(Beginning of INPUT MATERIAL)

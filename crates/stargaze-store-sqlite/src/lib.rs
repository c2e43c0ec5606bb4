//! SQLite backend for the Stargaze sky store.
//!
//! Wraps [`tokio_rusqlite`] so all database access runs on a dedicated thread
//! without blocking the async runtime.

mod encode;
mod schema;
mod store;

pub mod error;

pub use error::{Error, Result};
pub use store::SqliteStore;
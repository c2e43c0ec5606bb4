//! Action registry types.
//!
//! Every sky carries a catalogue of actions a participant can perform. Each
//! action contributes a fixed weight to the sky's score and is tagged with
//! the phase of the campaign it belongs to, which also drives its colour in
//! the visualisation.

use std::{fmt, str::FromStr};

use serde::{Deserialize, Serialize};

use crate::{Error, Result};

// ─── Phase ───────────────────────────────────────────────────────────────────

/// When, relative to the main event, an action takes place.
#[derive(Debug, Clone, Copy, PartialEq, Eq, Hash, Serialize, Deserialize)]
#[serde(rename_all = "lowercase")]
pub enum Phase {
  /// Preparation and support actions ahead of the event.
  Before,
  /// Primary actions on the day itself.
  Day,
}

impl Phase {
  /// The lowercase tag used on the wire and in storage.
  pub fn as_str(self) -> &'static str {
    match self {
      Self::Before => "before",
      Self::Day => "day",
    }
  }
}

impl fmt::Display for Phase {
  fn fmt(&self, f: &mut fmt::Formatter<'_>) -> fmt::Result { f.write_str(self.as_str()) }
}

impl FromStr for Phase {
  type Err = Error;

  fn from_str(s: &str) -> Result<Self> {
    match s {
      "before" => Ok(Self::Before),
      "day" => Ok(Self::Day),
      other => Err(Error::UnknownPhase(other.to_owned())),
    }
  }
}

// ─── Kind ────────────────────────────────────────────────────────────────────

/// Whether an action is done in person or online. Informational only.
#[derive(
  Debug, Clone, Copy, PartialEq, Eq, Default, Serialize, Deserialize,
)]
#[serde(rename_all = "snake_case")]
pub enum ActionKind {
  #[default]
  InPerson,
  Online,
}

impl ActionKind {
  pub fn as_str(self) -> &'static str {
    match self {
      Self::InPerson => "in_person",
      Self::Online => "online",
    }
  }
}

impl FromStr for ActionKind {
  type Err = Error;

  fn from_str(s: &str) -> Result<Self> {
    match s {
      "in_person" => Ok(Self::InPerson),
      "online" => Ok(Self::Online),
      other => Err(Error::UnknownActionKind(other.to_owned())),
    }
  }
}

// ─── ActionDef ───────────────────────────────────────────────────────────────

fn default_weight() -> u32 { 1 }

/// One entry of a sky's action registry. Immutable once created.
#[derive(Debug, Clone, PartialEq, Eq, Serialize, Deserialize)]
pub struct ActionDef {
  pub sky_id: String,
  /// Unique within the sky.
  pub key:    String,
  pub label:  String,
  /// Contribution of one participation to the sky's score.
  #[serde(default = "default_weight")]
  pub weight: u32,
  pub phase:  Phase,
  #[serde(default)]
  pub kind:   ActionKind,
}

impl ActionDef {
  /// Convenience constructor with weight 1 and an in-person kind.
  pub fn new(
    sky_id: impl Into<String>,
    key: impl Into<String>,
    label: impl Into<String>,
    phase: Phase,
  ) -> Self {
    Self {
      sky_id: sky_id.into(),
      key: key.into(),
      label: label.into(),
      weight: default_weight(),
      phase,
      kind: ActionKind::default(),
    }
  }

  pub fn with_weight(mut self, weight: u32) -> Self {
    self.weight = weight;
    self
  }

  pub fn with_kind(mut self, kind: ActionKind) -> Self {
    self.kind = kind;
    self
  }

  /// Reject definitions that would corrupt aggregation: an empty key or a
  /// zero weight.
  pub fn validate(&self) -> Result<()> {
    crate::sky::validate_sky_id(&self.sky_id)?;
    if self.key.trim().is_empty() || self.key.len() > 64 {
      return Err(Error::InvalidActionKey(self.key.clone()));
    }
    if self.weight == 0 {
      return Err(Error::InvalidWeight(self.weight));
    }
    Ok(())
  }
}
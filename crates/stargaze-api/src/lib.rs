//! JSON REST API for Stargaze.
//!
//! Exposes an axum [`Router`] backed by an [`Aggregator`] over any
//! [`stargaze_core::store::SkyStore`]. Auth, TLS, and transport concerns are
//! the caller's responsibility.
//!
//! # Mounting
//!
//! ```rust,ignore
//! .nest("/api", stargaze_api::api_router(aggregator.clone()))
//! ```

pub mod actions;
pub mod error;
pub mod participations;
pub mod skies;
pub mod stats;

#[cfg(test)]
mod tests;

use axum::{
  Router,
  routing::{get, post},
};
use stargaze_core::{engine::Aggregator, store::SkyStore};

pub use error::ApiError;

/// Default and maximum number of participants returned for visualisation.
/// Matches the participation-star cap of the field generator.
pub const PARTICIPANT_LIMIT: usize = 500;

/// Build a fully-materialised API router for `aggregator`.
///
/// The returned `Router<()>` can be nested into any parent router regardless
/// of its own state type.
pub fn api_router<S>(aggregator: Aggregator<S>) -> Router<()>
where
  S: SkyStore + 'static,
{
  Router::new()
    // Skies
    .route("/skies", get(skies::list::<S>).post(skies::create::<S>))
    .route("/skies/{sky}", get(skies::get_one::<S>))
    // Action registry
    .route("/skies/{sky}/actions", get(actions::list::<S>).post(actions::define::<S>))
    // Aggregates
    .route("/skies/{sky}/stats", get(stats::stats::<S>))
    .route("/skies/{sky}/participants", get(stats::participants::<S>))
    .route("/skies/{sky}/snapshot", get(stats::snapshot::<S>))
    // Writes
    .route("/skies/{sky}/participations", post(participations::record::<S>))
    .with_state(aggregator)
}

(End of INPUT MATERIAL)

## EXERCISE INSTRUCTIONS
Search the entries for the string "SkyStore" and return each line where it turns up.

## RESPONSE TO THIS TASK
//! [`stargaze_core::store::SkyStore`]. Auth, TLS, and transport concerns are
use stargaze_core::{engine::Aggregator, store::SkyStore};
  S: SkyStore + 'static,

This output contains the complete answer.